Which lines of the data below include the string "Sized"? Return each of them.

START Supplied data

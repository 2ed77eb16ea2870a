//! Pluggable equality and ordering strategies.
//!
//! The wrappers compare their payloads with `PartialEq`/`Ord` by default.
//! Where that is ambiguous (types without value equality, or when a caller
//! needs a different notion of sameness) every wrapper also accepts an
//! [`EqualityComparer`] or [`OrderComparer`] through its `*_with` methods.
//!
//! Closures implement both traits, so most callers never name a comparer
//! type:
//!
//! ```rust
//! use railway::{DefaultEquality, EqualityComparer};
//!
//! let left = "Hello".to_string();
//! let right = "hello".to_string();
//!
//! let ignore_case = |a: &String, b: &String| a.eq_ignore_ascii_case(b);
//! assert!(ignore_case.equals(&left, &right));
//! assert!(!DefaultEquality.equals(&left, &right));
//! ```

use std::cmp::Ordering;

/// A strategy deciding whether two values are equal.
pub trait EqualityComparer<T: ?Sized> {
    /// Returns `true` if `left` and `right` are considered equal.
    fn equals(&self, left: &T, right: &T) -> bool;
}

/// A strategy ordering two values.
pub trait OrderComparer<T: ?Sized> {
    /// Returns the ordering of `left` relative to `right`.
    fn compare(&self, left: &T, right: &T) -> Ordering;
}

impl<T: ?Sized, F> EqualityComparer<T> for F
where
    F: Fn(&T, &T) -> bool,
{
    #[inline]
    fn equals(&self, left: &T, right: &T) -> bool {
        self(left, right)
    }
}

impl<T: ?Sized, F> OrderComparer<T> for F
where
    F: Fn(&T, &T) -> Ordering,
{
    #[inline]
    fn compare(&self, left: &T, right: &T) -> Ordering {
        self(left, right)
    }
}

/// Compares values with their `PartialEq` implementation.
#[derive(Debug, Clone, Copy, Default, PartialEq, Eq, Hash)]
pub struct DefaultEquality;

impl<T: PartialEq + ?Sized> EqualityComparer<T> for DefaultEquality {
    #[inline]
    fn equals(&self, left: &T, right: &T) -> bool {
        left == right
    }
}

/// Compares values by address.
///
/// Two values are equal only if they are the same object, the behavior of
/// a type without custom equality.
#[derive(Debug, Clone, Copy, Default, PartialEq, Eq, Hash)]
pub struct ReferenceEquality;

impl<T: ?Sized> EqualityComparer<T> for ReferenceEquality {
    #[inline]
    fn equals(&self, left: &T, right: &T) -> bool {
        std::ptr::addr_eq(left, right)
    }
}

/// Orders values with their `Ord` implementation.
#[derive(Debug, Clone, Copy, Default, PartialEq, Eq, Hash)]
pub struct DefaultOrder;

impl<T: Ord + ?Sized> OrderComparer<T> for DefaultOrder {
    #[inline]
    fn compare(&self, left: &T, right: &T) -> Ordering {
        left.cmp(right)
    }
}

END Supplied data

-- Solution to this exercise --
pub trait EqualityComparer<T: ?Sized> {
pub trait OrderComparer<T: ?Sized> {
impl<T: ?Sized, F> EqualityComparer<T> for F
impl<T: ?Sized, F> OrderComparer<T> for F
impl<T: PartialEq + ?Sized> EqualityComparer<T> for DefaultEquality {
impl<T: ?Sized> EqualityComparer<T> for ReferenceEquality {
impl<T: Ord + ?Sized> OrderComparer<T> for DefaultOrder {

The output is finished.